We reverse and remand the case to the district court.
I. Background
¶2 In May 2023, an underinsured motorist hit and seriously
injured Wright while he was riding his bicycle. Wright was insured
at the time of the accident, having maintained automobile
insurance through USAA for decades. From at least 2002 until
Wright’s accident in 2023, Wright’s policy included uninsured
motorist and underinsured motorist coverage (UM/UIM coverage)

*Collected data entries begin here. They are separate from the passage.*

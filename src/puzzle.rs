//! A crossword fill problem: geometry, entries, crossings and the ranked
//! candidate list of every entry.

use crate::{
    crossing::{Crossing, CrossingGraph, EntryId},
    geometry::{Entry, Geometry, GeometryError},
    grid_state::GridState,
};
use bumpalo::Bump;
use std::collections::HashMap;

/// A supplier of ranked candidate answers for each entry.
///
/// Candidates are returned most likely first. An empty list is a legitimate
/// answer for an entry the source knows nothing about.
pub trait CandidateSource {
    /// Return the ranked candidates for the given entry.
    fn candidates(&self, entry: &Entry) -> Vec<String>;
}

impl CandidateSource for HashMap<Entry, Vec<String>> {
    fn candidates(&self, entry: &Entry) -> Vec<String> {
        self.get(entry).cloned().unwrap_or_default()
    }
}

impl<F> CandidateSource for F
where
    F: Fn(&Entry) -> Vec<String>,
{
    fn candidates(&self, entry: &Entry) -> Vec<String> {
        self(entry)
    }
}

/// An instance of the crossword fill problem.
///
/// Everything in a `Puzzle` is fixed once it is built; search states borrow
/// from it.
#[derive(Debug, Clone)]
pub struct Puzzle {
    geometry: Geometry,
    entries: Vec<Entry>,
    graph: CrossingGraph,
    candidates: Vec<Vec<Vec<char>>>,
}

impl Puzzle {
    /// Create a new puzzle from explicit entries and their ranked candidates.
    ///
    /// Candidates whose length differs from their entry are dropped; the
    /// relative order of the remaining candidates is kept.
    ///
    /// # Errors
    ///
    /// Returns a [`GeometryError`] if the entries are inconsistent with the
    /// geometry.
    pub fn new(
        geometry: Geometry,
        entries: impl IntoIterator<Item = (Entry, Vec<String>)>,
    ) -> Result<Self, GeometryError> {
        let (entries, candidates): (Vec<_>, Vec<_>) = entries
            .into_iter()
            .map(|(entry, words)| {
                let words = words
                    .into_iter()
                    .filter_map(|word| {
                        let letters: Vec<char> = word.chars().collect();
                        if letters.len() == entry.length {
                            Some(letters)
                        } else {
                            log::warn!(
                                "Dropping candidate [{}] for entry [{}]: expected length [{}].",
                                word,
                                entry,
                                entry.length
                            );
                            None
                        }
                    })
                    .collect::<Vec<_>>();

                (entry, words)
            })
            .unzip();

        let graph = CrossingGraph::build(&geometry, &entries)?;

        log::debug!(
            "Built puzzle with [{}] entries on a [{}x{}] grid.",
            entries.len(),
            geometry.width(),
            geometry.height()
        );

        Ok(Puzzle {
            geometry,
            entries,
            graph,
            candidates,
        })
    }

    /// Create a new puzzle with entries derived from the geometry and
    /// candidates looked up from the given source.
    ///
    /// # Errors
    ///
    /// Returns a [`GeometryError`] if the derived entries are inconsistent
    /// with the geometry.
    pub fn from_source(
        geometry: Geometry,
        source: &impl CandidateSource,
    ) -> Result<Self, GeometryError> {
        let entries: Vec<_> = geometry
            .entries()
            .into_iter()
            .map(|entry| (entry, source.candidates(&entry)))
            .collect();

        Self::new(geometry, entries)
    }

    /// The grid geometry.
    pub fn geometry(&self) -> &Geometry {
        &self.geometry
    }

    /// All entries, indexed by [`EntryId`].
    pub fn entries(&self) -> &[Entry] {
        &self.entries
    }

    /// Look up the id of an entry.
    pub fn entry_id(&self, entry: &Entry) -> Option<EntryId> {
        self.entries.iter().position(|e| e == entry)
    }

    /// Ranked candidates of an entry, most likely first.
    pub fn candidates(&self, entry: EntryId) -> &[Vec<char>] {
        &self.candidates[entry]
    }

    /// Row-major cell indices covered by an entry.
    pub fn cells(&self, entry: EntryId) -> &[usize] {
        self.graph.cells(entry)
    }

    /// Crossings of an entry.
    pub fn crossings(&self, entry: EntryId) -> &[Crossing] {
        self.graph.crossings(entry)
    }

    /// Build the initial search state in the given arena.
    ///
    /// The state starts with every open cell empty and every candidate of
    /// every entry viable.
    pub fn initial_state<'a>(&'a self, arena: &'a Bump) -> GridState<'a> {
        GridState::initial(self, arena)
    }
}
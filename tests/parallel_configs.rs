mod common;

use bumpalo::Bump;
use common::{assert_consistent, init_logging, two_by_two, two_letter_tangle, word_square};
use crossfill::{
    BacktrackConfig, Backtracker, CrosswordState, PrioritySearch, Puzzle, SearchState,
};
use rayon::iter::{IntoParallelIterator, ParallelIterator};
use std::error::Error;

type TestResult = Result<(), Box<dyn Error + Send + Sync + 'static>>;

fn check_budget(puzzle: &Puzzle, max_excluded: usize) -> TestResult {
    let arena = Bump::new();
    let initial = puzzle.initial_state(&arena);

    let outcome = Backtracker::new(BacktrackConfig::default().with_max_excluded(max_excluded))
        .solve(initial);
    let state = outcome
        .state()
        .ok_or_else(|| format!("no fill with [{}] excluded entries", max_excluded))?;

    if state.num_excluded() > max_excluded {
        return Err(format!(
            "fill excludes [{}] entries, budget is [{}]",
            state.num_excluded(),
            max_excluded
        )
        .into());
    }
    assert_consistent(state);

    Ok(())
}

fn check_weight(puzzle: &Puzzle, excluded_weight: usize) -> TestResult {
    let arena = Bump::new();
    let initial = CrosswordState::new(puzzle.initial_state(&arena))
        .with_excluded_weight(excluded_weight);

    let result = PrioritySearch::default().search(initial);
    if !result.is_terminal() {
        return Err(format!(
            "weight [{}] stopped with [{:?}] at heuristic [{}]",
            excluded_weight,
            result.termination,
            result.state.heuristic()
        )
        .into());
    }
    assert_consistent(result.state.grid());

    Ok(())
}

#[test]
fn fixtures_fill_under_every_exclusion_budget() -> TestResult {
    init_logging();

    let puzzles = [two_by_two(), word_square(), two_letter_tangle()];
    let runs: Vec<_> = (0..3usize)
        .flat_map(|max_excluded| puzzles.iter().map(move |puzzle| (puzzle, max_excluded)))
        .collect();

    runs.into_par_iter()
        .try_for_each(|(puzzle, max_excluded)| check_budget(puzzle, max_excluded))
}

#[test]
fn fixtures_fill_under_every_exclusion_weight() -> TestResult {
    init_logging();

    let puzzles = [two_by_two(), word_square(), two_letter_tangle()];

    [0usize, 1, 2, 5, 100]
        .into_par_iter()
        .try_for_each(|weight| {
            puzzles
                .iter()
                .try_for_each(|puzzle| check_weight(puzzle, weight))
        })
}
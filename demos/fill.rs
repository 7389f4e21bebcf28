//! Fill a small grid with both engines
//! Usage:
//!
//! ```bash
//! cargo run --release --example fill
//! cargo run --release --example fill -- 1
//! ```
//!
//! The optional argument is the exclusion budget for the backtracking run.

use bumpalo::Bump;
use crossfill::{
    BacktrackConfig, BacktrackOutcome, Backtracker, CrosswordState, Direction, Entry, Geometry,
    PrioritySearch, Puzzle, SearchState,
};

const ROWS: [&str; 4] = ["---#", "----", "----", "#---"];

/// Ranked candidates per entry, as a clue solver would suggest them.
fn candidates(entry: &Entry) -> Vec<String> {
    let list: &[&str] = match (entry.direction, entry.row, entry.column) {
        (Direction::Across, 0, 0) => &["CAT", "CAB", "COB"],
        (Direction::Across, 1, 0) => &["AREA", "ALOE"],
        (Direction::Across, 2, 0) => &["TEND", "TENT", "RENT"],
        (Direction::Across, 3, 1) => &["ODD", "ADD"],
        (Direction::Down, 0, 0) => &["CAT", "BAT"],
        (Direction::Down, 0, 1) => &["AREA", "ORCA"],
        (Direction::Down, 0, 2) => &["BEND", "TEND"],
        (Direction::Down, 1, 3) => &["ADD", "AID"],
        _ => &[],
    };

    list.iter().map(|word| word.to_string()).collect()
}

fn main() {
    let max_excluded = match std::env::args().nth(1).map(|arg| arg.parse::<usize>()) {
        None => 0,
        Some(Ok(budget)) => budget,
        Some(Err(err)) => {
            eprintln!("invalid exclusion budget: {}", err);
            std::process::exit(1);
        }
    };

    let geometry = match Geometry::from_rows(ROWS) {
        Ok(geometry) => geometry,
        Err(err) => {
            eprintln!("invalid grid: {}", err);
            std::process::exit(1);
        }
    };
    let puzzle = match Puzzle::from_source(geometry, &candidates) {
        Ok(puzzle) => puzzle,
        Err(err) => {
            eprintln!("invalid puzzle: {}", err);
            std::process::exit(1);
        }
    };

    let arena = Bump::new();
    let initial = puzzle.initial_state(&arena);

    println!("Backtracking with exclusion budget {}:", max_excluded);
    let engine = Backtracker::new(BacktrackConfig::default().with_max_excluded(max_excluded));
    match engine.solve(initial) {
        BacktrackOutcome::Solved(state) => print!("{}", state),
        BacktrackOutcome::BudgetExhausted(state) => {
            println!("ran out of iterations, last state:");
            print!("{}", state);
        }
        BacktrackOutcome::Unsolvable => println!("no fill"),
    }

    println!();
    println!("Best-first search:");
    let result = PrioritySearch::default().search(CrosswordState::new(initial));
    println!(
        "{:?} after {} iterations, heuristic {}",
        result.termination,
        result.iterations,
        result.state.heuristic()
    );
    print!("{}", result.state.grid());
    for entry in result.state.grid().excluded_entries() {
        println!("excluded: {}", puzzle.entries()[entry]);
    }
}
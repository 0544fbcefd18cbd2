//! Configuration for the login/logout control.
//!
//! Every field has a default matching the site's markup and login form, so
//! `SessionOptions::default()` is what a page normally wants.

use crate::storage::{KEY_IDENTITY, KEY_ROLE};

/// Selector of the login/logout control.
pub const DEFAULT_SELECTOR: &str = ".btn-login";
/// Visible text of the control while a user is logged in.
pub const DEFAULT_LABEL_TEMPLATE: &str = "Logout ({identity})";
/// Navigation target that keeps the control on the current page.
pub const DEFAULT_PLACEHOLDER_TARGET: &str = "#";
/// Page the browser is sent to after logging out.
pub const DEFAULT_LANDING_PAGE: &str = "index.html";
/// Acknowledgment shown before leaving the page.
pub const DEFAULT_LOGOUT_MESSAGE: &str = "You have been logged out.";

const IDENTITY_PLACEHOLDER: &str = "{identity}";

/// Options shared by [`SessionReflector`](crate::SessionReflector) and
/// [`SessionTerminator`](crate::SessionTerminator).
#[derive(Debug, Clone, PartialEq, Eq, bon::Builder)]
#[builder(on(String, into))]
pub struct SessionOptions {
    /// CSS selector locating the login/logout control.
    #[builder(default = DEFAULT_SELECTOR.to_string())]
    pub selector: String,

    /// Storage key of the identity label.
    #[builder(default = KEY_IDENTITY.to_string())]
    pub identity_key: String,

    /// Storage key of the role label.
    #[builder(default = KEY_ROLE.to_string())]
    pub role_key: String,

    /// Control text while logged in. `{identity}` is replaced with the identity label.
    #[builder(default = DEFAULT_LABEL_TEMPLATE.to_string())]
    pub label_template: String,

    /// Navigation target written to the control so activating it stays on the page.
    #[builder(default = DEFAULT_PLACEHOLDER_TARGET.to_string())]
    pub placeholder_target: String,

    /// Relative location the browser is redirected to after logout.
    #[builder(default = DEFAULT_LANDING_PAGE.to_string())]
    pub landing_page: String,

    /// Blocking acknowledgment presented after the record is erased.
    #[builder(default = DEFAULT_LOGOUT_MESSAGE.to_string())]
    pub logout_message: String,
}

impl Default for SessionOptions {
    fn default() -> Self {
        SessionOptions::builder().build()
    }
}

impl SessionOptions {
    /// Renders the logged-in control text for `identity`.
    pub fn logout_label(&self, identity: &str) -> String {
        self.label_template.replace(IDENTITY_PLACEHOLDER, identity)
    }
}
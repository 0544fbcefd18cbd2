//! Browser implementations of the [`control`](crate::control) traits.

use crate::control::{Activation, LoginControl, Navigator, OnActivate, Page};
use gloo_events::{EventListener, EventListenerOptions};
use std::{
    cell::RefCell,
    collections::HashMap,
    sync::atomic::{AtomicUsize, Ordering},
};
use web_sys::{Document, Element, Event};
#[cfg(feature = "tracing")]
use tracing::{debug, error, warn};

thread_local! {
    /// Live activation listeners keyed by the id stamped on their element.
    ///
    /// An entry is only dropped when its element is re-armed, so listeners on elements that
    /// leave the DOM stay registered until the page view ends.
    static ACTIVATION_LISTENERS: RefCell<HashMap<usize, EventListener>> = RefCell::new(HashMap::new());
}

static NEXT_LISTENER_ID: AtomicUsize = AtomicUsize::new(0);

/// Attribute tying an element to its entry in `ACTIVATION_LISTENERS`.
const LISTENER_ATTRIBUTE: &str = "data-login-toggle-listener";
const HREF_ATTRIBUTE: &str = "href";
const ACTIVATION_EVENT: &str = "click";

/// The current document.
#[derive(Debug, Clone)]
pub struct DomPage {
    document: Document,
}

impl DomPage {
    pub fn new() -> Self {
        Self::from_document(gloo_utils::document())
    }

    pub fn from_document(document: Document) -> Self {
        Self { document }
    }
}

impl Default for DomPage {
    fn default() -> Self {
        Self::new()
    }
}

impl Page for DomPage {
    type Control = DomControl;

    fn login_control(&self, selector: &str) -> Option<DomControl> {
        match self.document.query_selector(selector) {
            Ok(element) => element.map(DomControl::new),
            Err(_e) => {
                #[cfg(feature = "tracing")]
                warn!("Invalid selector {selector}: {_e:?}");
                None
            }
        }
    }
}

/// An element acting as the login/logout control, usually an `<a>`.
#[derive(Debug, Clone)]
pub struct DomControl {
    element: Element,
}

impl DomControl {
    pub fn new(element: Element) -> Self {
        Self { element }
    }

    fn detach_listener(&self) {
        let Some(id) = self
            .element
            .get_attribute(LISTENER_ATTRIBUTE)
            .and_then(|id| id.parse::<usize>().ok())
        else {
            return;
        };
        // Dropping the listener unregisters it from the element.
        if let Some(_listener) =
            ACTIVATION_LISTENERS.with(|listeners| listeners.borrow_mut().remove(&id))
        {
            #[cfg(feature = "tracing")]
            debug!("Replaced activation listener {id}");
        }
    }
}

impl LoginControl for DomControl {
    fn text(&self) -> String {
        self.element.text_content().unwrap_or_default()
    }

    fn navigation_target(&self) -> Option<String> {
        self.element.get_attribute(HREF_ATTRIBUTE)
    }

    fn set_text(&mut self, text: &str) {
        self.element.set_text_content(Some(text));
    }

    fn set_navigation_target(&mut self, target: &str) {
        if let Err(_e) = self.element.set_attribute(HREF_ATTRIBUTE, target) {
            #[cfg(feature = "tracing")]
            error!("Could not set href: {_e:?}");
        }
    }

    fn on_activate(&mut self, mut callback: OnActivate) {
        self.detach_listener();

        let id = NEXT_LISTENER_ID.fetch_add(1, Ordering::Relaxed);
        if let Err(_e) = self
            .element
            .set_attribute(LISTENER_ATTRIBUTE, &id.to_string())
        {
            #[cfg(feature = "tracing")]
            error!("Could not tag element with listener id: {_e:?}");
        }

        let listener = EventListener::new_with_options(
            &self.element,
            ACTIVATION_EVENT,
            EventListenerOptions::enable_prevent_default(),
            move |event: &Event| callback(&DomActivation(event) as &dyn Activation),
        );
        ACTIVATION_LISTENERS.with(|listeners| {
            listeners.borrow_mut().insert(id, listener);
        });
    }
}

/// A click on a [`DomControl`].
pub struct DomActivation<'a>(&'a Event);

impl Activation for DomActivation<'_> {
    fn prevent_default(&self) {
        self.0.prevent_default();
    }
}

/// [`Navigator`] using `window.alert` and `window.location`.
#[derive(Debug, Default, Clone, Copy)]
pub struct WindowNavigator;

impl Navigator for WindowNavigator {
    fn acknowledge(&self, message: &str) {
        if let Err(_e) = gloo_utils::window().alert_with_message(message) {
            #[cfg(feature = "tracing")]
            error!("Could not show logout acknowledgment: {_e:?}");
        }
    }

    fn navigate(&self, target: &str) {
        if let Err(_e) = gloo_utils::window().location().set_href(target) {
            #[cfg(feature = "tracing")]
            error!("Failed to set href during logout: {_e:?}");
        }
    }
}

and bodily injury coverage (BI coverage). His policy included BI
coverage in the amount of $300,000 per person and $500,000 per
accident ($300,000/$500,000).
¶3 Wright’s injury-related expenses exceeded the underinsured
driver’s BI coverage policy limits, so Wright sought to use his own
UM/UIM coverage, which he believed to be equal to his BI coverage
at the time of the accident: $300,000/$500,000.
¶4 Shortly after the accident, Wright informed USAA that he had
been injured by an underinsured driver and that his injuries totaled
more than the $300,000/$500,000 of UM/UIM coverage provided
1 by his policy. Wright asserted that he was entitled to
$300,000/$500,000 of UM/UIM coverage based on a 2008 policy
notice he received saying his UM/UIM coverage limits would equal
his BI coverage limits unless he returned to USAA a
“Rejection/Selection Form” (rejection/selection form) rejecting the
UM/UIM coverage limits, which he didn’t do.
¶5 USAA rejected Wright’s assertion that his UM/UIM coverage
limits were $300,000/$500,000. Instead, USAA told Wright his
UM/UIM coverage limits were $25,000 per person and $50,000 per
accident ($25,000/$50,000) and had been since at least 2002.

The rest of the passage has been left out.